* TASK DIRECTIONS
Check each line of the material below, and copy it if it holds the string "usize".

========================

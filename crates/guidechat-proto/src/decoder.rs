//! Transport message decoder.
//!
//! One WebSocket message may hold several frames, heart-beat end-of-lines
//! between them, or both. [`decode`] turns the whole message into an ordered
//! list of [`Inbound`] items; a message that ends mid-frame is rejected
//! rather than buffered, since the transport never splits frames.

use bytes::Bytes;

use crate::{
    Command, Frame,
    errors::{ProtocolError, Result},
    frame::{MAX_BODY_SIZE, unescape_header},
};

/// Item decoded from a transport message.
#[derive(Debug, Clone, PartialEq, Eq)]
pub enum Inbound {
    /// Bare end-of-line: the peer is alive.
    Heartbeat,
    /// Complete frame.
    Frame(Frame),
}

/// Decode every frame and heart-beat in `input`, in order.
///
/// # Errors
///
/// - `ProtocolError::FrameTruncated` if a frame is missing its header
///   terminator, body, or trailing NUL
/// - `ProtocolError::UnknownCommand`, `InvalidHeader`, `InvalidEscape`,
///   `InvalidContentLength`, `BodyTooLarge`, `InvalidUtf8` for malformed
///   frames
pub fn decode(input: &[u8]) -> Result<Vec<Inbound>> {
    let mut items = Vec::new();
    let mut pos = 0;

    while let Some(rest) = input.get(pos..)
        && !rest.is_empty()
    {
        match rest {
            [b'\n', ..] => {
                items.push(Inbound::Heartbeat);
                pos += 1;
            },
            [b'\r', b'\n', ..] => {
                items.push(Inbound::Heartbeat);
                pos += 2;
            },
            _ => {
                let (frame, consumed) = decode_frame(rest)?;
                debug_assert!(consumed > 0);
                items.push(Inbound::Frame(frame));
                pos += consumed;
            },
        }
    }

    Ok(items)
}

/// Decode one frame at the start of `buf`. Returns the frame and the number of
/// bytes consumed, including the trailing NUL.
fn decode_frame(buf: &[u8]) -> Result<(Frame, usize)> {
    let (command_line, mut pos) = read_line(buf, 0)?;
    let command: Command = command_line.parse()?;
    let escaped = command.escapes_headers();

    let mut frame = Frame::new(command);
    loop {
        let (line, next) = read_line(buf, pos)?;
        pos = next;
        if line.is_empty() {
            break;
        }

        let (name, value) =
            line.split_once(':').ok_or_else(|| ProtocolError::InvalidHeader(line.to_string()))?;
        if name.is_empty() {
            return Err(ProtocolError::InvalidHeader(line.to_string()));
        }

        frame = if escaped {
            frame.with_header(unescape_header(name)?, unescape_header(value)?)
        } else {
            frame.with_header(name, value)
        };
    }

    let rest = buf.get(pos..).unwrap_or_default();
    let body_len = match frame.header("content-length") {
        Some(raw) => {
            let len: usize = raw
                .trim()
                .parse()
                .map_err(|_| ProtocolError::InvalidContentLength(raw.to_string()))?;
            if len > MAX_BODY_SIZE {
                return Err(ProtocolError::BodyTooLarge { size: len, max: MAX_BODY_SIZE });
            }
            if rest.get(len) != Some(&0) {
                return Err(ProtocolError::FrameTruncated("body shorter than content-length"));
            }
            len
        },
        None => {
            let len = rest
                .iter()
                .position(|&b| b == 0)
                .ok_or(ProtocolError::FrameTruncated("missing NUL terminator"))?;
            if len > MAX_BODY_SIZE {
                return Err(ProtocolError::BodyTooLarge { size: len, max: MAX_BODY_SIZE });
            }
            len
        },
    };

    let body = Bytes::copy_from_slice(rest.get(..body_len).unwrap_or_default());
    Ok((frame.with_body(body), pos + body_len + 1))
}

/// Read a line starting at `start`. Returns the line without its EOL and the
/// offset of the next line.
fn read_line(buf: &[u8], start: usize) -> Result<(&str, usize)> {
    let rest = buf.get(start..).unwrap_or_default();
    let end = rest
        .iter()
        .position(|&b| b == b'\n')
        .ok_or(ProtocolError::FrameTruncated("missing end of line"))?;
    let line = rest.get(..end).unwrap_or_default();
    let line = line.strip_suffix(b"\r").unwrap_or(line);
    let line = std::str::from_utf8(line).map_err(|_| ProtocolError::InvalidUtf8)?;
    Ok((line, start + end + 1))
}

#[cfg(test)]
mod tests {
    use super::*;

    fn frames(input: &[u8]) -> Vec<Frame> {
        decode(input)
            .unwrap()
            .into_iter()
            .filter_map(|item| match item {
                Inbound::Frame(f) => Some(f),
                Inbound::Heartbeat => None,
            })
            .collect()
    }

    #[test]
    fn decodes_message_frame() {
        let input = b"MESSAGE\nsubscription:sub-0\ndestination:/topic/userchat/3\n\n{\"id\":1}\0";
        let [frame] = frames(input).try_into().unwrap();

        assert_eq!(frame.command, Command::Message);
        assert_eq!(frame.header("subscription"), Some("sub-0"));
        assert_eq!(frame.body_str().unwrap(), "{\"id\":1}");
    }

    #[test]
    fn heartbeats_between_frames() {
        let input = b"\n\r\nRECEIPT\nreceipt-id:1\n\n\0\n";
        let items = decode(input).unwrap();

        assert_eq!(items.len(), 4);
        assert_eq!(items[0], Inbound::Heartbeat);
        assert_eq!(items[1], Inbound::Heartbeat);
        assert!(matches!(&items[2], Inbound::Frame(f) if f.command == Command::Receipt));
        assert_eq!(items[3], Inbound::Heartbeat);
    }

    #[test]
    fn multiple_frames_in_one_message() {
        let input = b"MESSAGE\nsubscription:a\n\nx\0MESSAGE\nsubscription:b\n\ny\0";
        let frames = frames(input);
        assert_eq!(frames.len(), 2);
        assert_eq!(frames[1].header("subscription"), Some("b"));
    }

    #[test]
    fn content_length_allows_nul_in_body() {
        let input = b"MESSAGE\ncontent-length:3\n\na\0b\0";
        let [frame] = frames(input).try_into().unwrap();
        assert_eq!(&frame.body[..], b"a\0b");
    }

    #[test]
    fn crlf_line_endings() {
        let input = b"ERROR\r\nmessage:denied\r\n\r\nbad token\0";
        let [frame] = frames(input).try_into().unwrap();
        assert_eq!(frame.header("message"), Some("denied"));
        assert_eq!(frame.body_str().unwrap(), "bad token");
    }

    #[test]
    fn connected_headers_are_not_unescaped() {
        let input = b"CONNECTED\nserver:a\\cb\n\n\0";
        let [frame] = frames(input).try_into().unwrap();
        assert_eq!(frame.header("server"), Some("a\\cb"));
    }

    #[test]
    fn truncated_frames_are_rejected() {
        assert!(matches!(
            decode(b"MESSAGE\nsubscription:a\n\nbody"),
            Err(ProtocolError::FrameTruncated(_))
        ));
        assert!(matches!(
            decode(b"MESSAGE\ncontent-length:10\n\nabc\0"),
            Err(ProtocolError::FrameTruncated(_))
        ));
        assert!(matches!(decode(b"MESSAGE"), Err(ProtocolError::FrameTruncated(_))));
    }

    #[test]
    fn malformed_headers_are_rejected() {
        assert!(matches!(decode(b"MESSAGE\nnocolon\n\n\0"), Err(ProtocolError::InvalidHeader(_))));
        assert!(matches!(decode(b"MESSAGE\n:value\n\n\0"), Err(ProtocolError::InvalidHeader(_))));
        assert!(matches!(
            decode(b"MESSAGE\ncontent-length:x\n\n\0"),
            Err(ProtocolError::InvalidContentLength(_))
        ));
        assert!(matches!(decode(b"HELLO\n\n\0"), Err(ProtocolError::UnknownCommand(_))));
    }
}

========================

* ANSWER TO THIS PROBLEM
fn decode_frame(buf: &[u8]) -> Result<(Frame, usize)> {
            let len: usize = raw
fn read_line(buf: &[u8], start: usize) -> Result<(&str, usize)> {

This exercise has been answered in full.